══ DATA TO USE ══
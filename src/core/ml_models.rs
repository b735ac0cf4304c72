// ML Model loader and manager utilities
// Handles model downloading and caching

use std::fs;
use std::io::{Read, Write};
use std::path::{Path, PathBuf};
use indicatif::{ProgressBar, ProgressStyle};
use tracing::{debug, info};

const HUGGING_FACE_URL: &str = "https://huggingface.co";
const CHUNK_SIZE: usize = 8192;

#[derive(Debug, thiserror::Error)]
pub enum DownloadError {
    #[error("Download request failed: {0}")]
    Request(String),

    #[error("I/O error: {0}")]
    Io(#[from] std::io::Error),
}

impl From<reqwest::Error> for DownloadError {
    fn from(e: reqwest::Error) -> Self {
        DownloadError::Request(e.to_string())
    }
}

pub type DownloadResult<T> = Result<T, DownloadError>;

/// Model source configuration
#[derive(Debug, Clone, PartialEq)]
pub enum ModelSource {
    /// Local file path
    LocalFile(PathBuf),
    /// Hugging Face model hub
    HuggingFace { repo: String, filename: String },
    /// Direct URL
    Url(String),
}

impl ModelSource {
    /// Download URL for remote sources, resolving hub files against `hub_url`
    pub fn url(&self, hub_url: &str) -> Option<String> {
        match self {
            ModelSource::LocalFile(_) => None,
            ModelSource::HuggingFace { repo, filename } => Some(format!(
                "{}/{}/resolve/main/{}",
                hub_url.trim_end_matches('/'),
                repo,
                filename
            )),
            ModelSource::Url(url) => Some(url.clone()),
        }
    }
}

/// ML model metadata
#[derive(Debug, Clone)]
pub struct ModelInfo {
    /// File name inside the cache directory
    pub name: String,
    pub version: String,
    pub source: ModelSource,
    pub size_bytes: Option<u64>,
}

/// Receives transfer progress
pub trait ProgressSink {
    fn on_start(&mut self, model: &ModelInfo, url: &str);

    /// Only called when the server announced a content length
    fn on_progress(&mut self, downloaded: u64, total: u64);

    fn on_finish(&mut self, path: &Path);
}

const PROGRESS_TEMPLATE: &str = "Progress: {percent}% [{bar:40.cyan/blue}] {bytes}/{total_bytes}";

/// Terminal progress bar, shown only once the content length is known
#[derive(Default)]
pub struct ConsoleProgress {
    bar: Option<ProgressBar>,
}

impl ConsoleProgress {
    fn bar(&mut self, total: u64) -> &ProgressBar {
        self.bar.get_or_insert_with(|| {
            let style = ProgressStyle::with_template(PROGRESS_TEMPLATE)
                .unwrap_or_else(|_| ProgressStyle::default_bar())
                .progress_chars("#>-");
            ProgressBar::new(total).with_style(style)
        })
    }
}

impl ProgressSink for ConsoleProgress {
    fn on_start(&mut self, _model: &ModelInfo, url: &str) {
        self.bar = None;
        println!("Downloading: {}", url);
    }

    fn on_progress(&mut self, downloaded: u64, total: u64) {
        let bar = self.bar(total);
        bar.set_length(total);
        bar.set_position(downloaded);
    }

    fn on_finish(&mut self, path: &Path) {
        if let Some(bar) = self.bar.take() {
            bar.finish();
        }
        println!("Download complete: {}", path.display());
    }
}

/// Model manager for caching and downloading ML models
pub struct ModelManager {
    cache_dir: PathBuf,
    hub_url: String,
    client: reqwest::blocking::Client,
}

impl ModelManager {
    /// Create a new model manager with cache directory
    pub fn new(cache_dir: PathBuf) -> DownloadResult<Self> {
        fs::create_dir_all(&cache_dir)?;
        let client = reqwest::blocking::Client::builder()
            .timeout(None)
            .build()?;
        Ok(Self {
            cache_dir,
            hub_url: HUGGING_FACE_URL.to_string(),
            client,
        })
    }

    /// Resolve Hugging Face sources against a different hub or mirror
    pub fn with_hub_url(mut self, hub_url: impl Into<String>) -> Self {
        self.hub_url = hub_url.into();
        self
    }

    /// Get the cache directory path
    pub fn cache_dir(&self) -> &Path {
        &self.cache_dir
    }

    /// Check if a model is cached
    pub fn is_cached(&self, model: &ModelInfo) -> bool {
        self.get_model_path(&model.name).exists()
    }

    /// Get the local path for a model
    pub fn get_model_path(&self, model_name: &str) -> PathBuf {
        self.cache_dir.join(model_name)
    }

    /// Download a model if not cached
    pub fn ensure_model(&self, model: &ModelInfo, progress: &mut dyn ProgressSink) -> DownloadResult<PathBuf> {
        let model_path = self.get_model_path(&model.name);
        if self.is_cached(model) {
            info!("Model {} already cached at {}", model.name, model_path.display());
            return Ok(model_path);
        }
        self.download(model, progress)
    }

    /// Fetch a model into the cache, replacing any cached copy
    pub fn download(&self, model: &ModelInfo, progress: &mut dyn ProgressSink) -> DownloadResult<PathBuf> {
        let model_path = self.get_model_path(&model.name);
        fs::create_dir_all(&self.cache_dir)?;

        if let ModelSource::LocalFile(path) = &model.source {
            info!("Copying model {} from {}", model.name, path.display());
            fs::copy(path, &model_path)?;
        } else if let Some(url) = model.source.url(&self.hub_url) {
            progress.on_start(model, &url);
            self.fetch(&url, &model_path, progress)?;
        }

        progress.on_finish(&model_path);
        Ok(model_path)
    }

    /// Stream `url` to `destination` through a `.part` file. The partial file is removed
    /// on any failure, so an interrupted download never looks cached.
    fn fetch(&self, url: &str, destination: &Path, progress: &mut dyn ProgressSink) -> DownloadResult<()> {
        info!("Downloading {}", url);
        let mut response = self.client.get(url).send()?.error_for_status()?;
        let total = response.content_length().filter(|&len| len > 0);

        let partial = destination.with_extension(match destination.extension() {
            Some(ext) => format!("{}.part", ext.to_string_lossy()),
            None => "part".to_string(),
        });

        let downloaded = match write_body(&mut response, &partial, total, progress) {
            Ok(downloaded) => downloaded,
            Err(e) => {
                if let Err(cleanup) = fs::remove_file(&partial) {
                    debug!("Could not remove {}: {}", partial.display(), cleanup);
                }
                return Err(e);
            }
        };

        fs::rename(&partial, destination)?;
        debug!("Saved {} bytes to {}", downloaded, destination.display());
        Ok(())
    }

    /// Clear the model cache
    pub fn clear_cache(&self) -> DownloadResult<()> {
        if self.cache_dir.exists() {
            fs::remove_dir_all(&self.cache_dir)?;
            fs::create_dir_all(&self.cache_dir)?;
        }
        Ok(())
    }

    /// Get cache size in bytes
    pub fn get_cache_size(&self) -> DownloadResult<u64> {
        let mut total_size = 0u64;
        if self.cache_dir.exists() {
            for entry in fs::read_dir(&self.cache_dir)? {
                let metadata = entry?.metadata()?;
                if metadata.is_file() {
                    total_size += metadata.len();
                }
            }
        }
        Ok(total_size)
    }
}

/// Copy the response body into `path` in fixed-size chunks
fn write_body(
    body: &mut impl Read,
    path: &Path,
    total: Option<u64>,
    progress: &mut dyn ProgressSink,
) -> DownloadResult<u64> {
    let mut file = fs::File::create(path)?;
    let mut buf = vec![0u8; CHUNK_SIZE];
    let mut downloaded = 0u64;

    loop {
        let n = match body.read(&mut buf) {
            Ok(0) => break,
            Ok(n) => n,
            Err(e) => return Err(DownloadError::Request(e.to_string())),
        };
        file.write_all(&buf[..n])?;
        downloaded += n as u64;
        if let Some(total) = total {
            progress.on_progress(downloaded, total);
        }
    }

    file.flush()?;
    Ok(downloaded)
}

// ==============================================================================
// Predefined Model Configurations
// ==============================================================================

/// Piper TTS voices
pub mod piper {
    use super::*;

    const VOICES_REPO: &str = "rhasspy/piper-voices";

    fn voice_file(filename: &str, size_bytes: Option<u64>) -> ModelInfo {
        ModelInfo {
            name: filename.to_string(),
            version: "v1.0.0".to_string(),
            source: ModelSource::HuggingFace {
                repo: VOICES_REPO.to_string(),
                filename: format!("en/en_US/lessac/medium/{}", filename),
            },
            size_bytes,
        }
    }

    /// `en_US-lessac-medium` weights and config, in download order
    pub fn lessac_medium() -> Vec<ModelInfo> {
        vec![
            voice_file("en_US-lessac-medium.onnx", Some(63_000_000)), // ~63 MB
            voice_file("en_US-lessac-medium.onnx.json", None),
        ]
    }
}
═══
* _EXERCISE_
Within the material above, find the lines that hold "directory" and report only how many there are.

* _EXERCISE RESULT_
3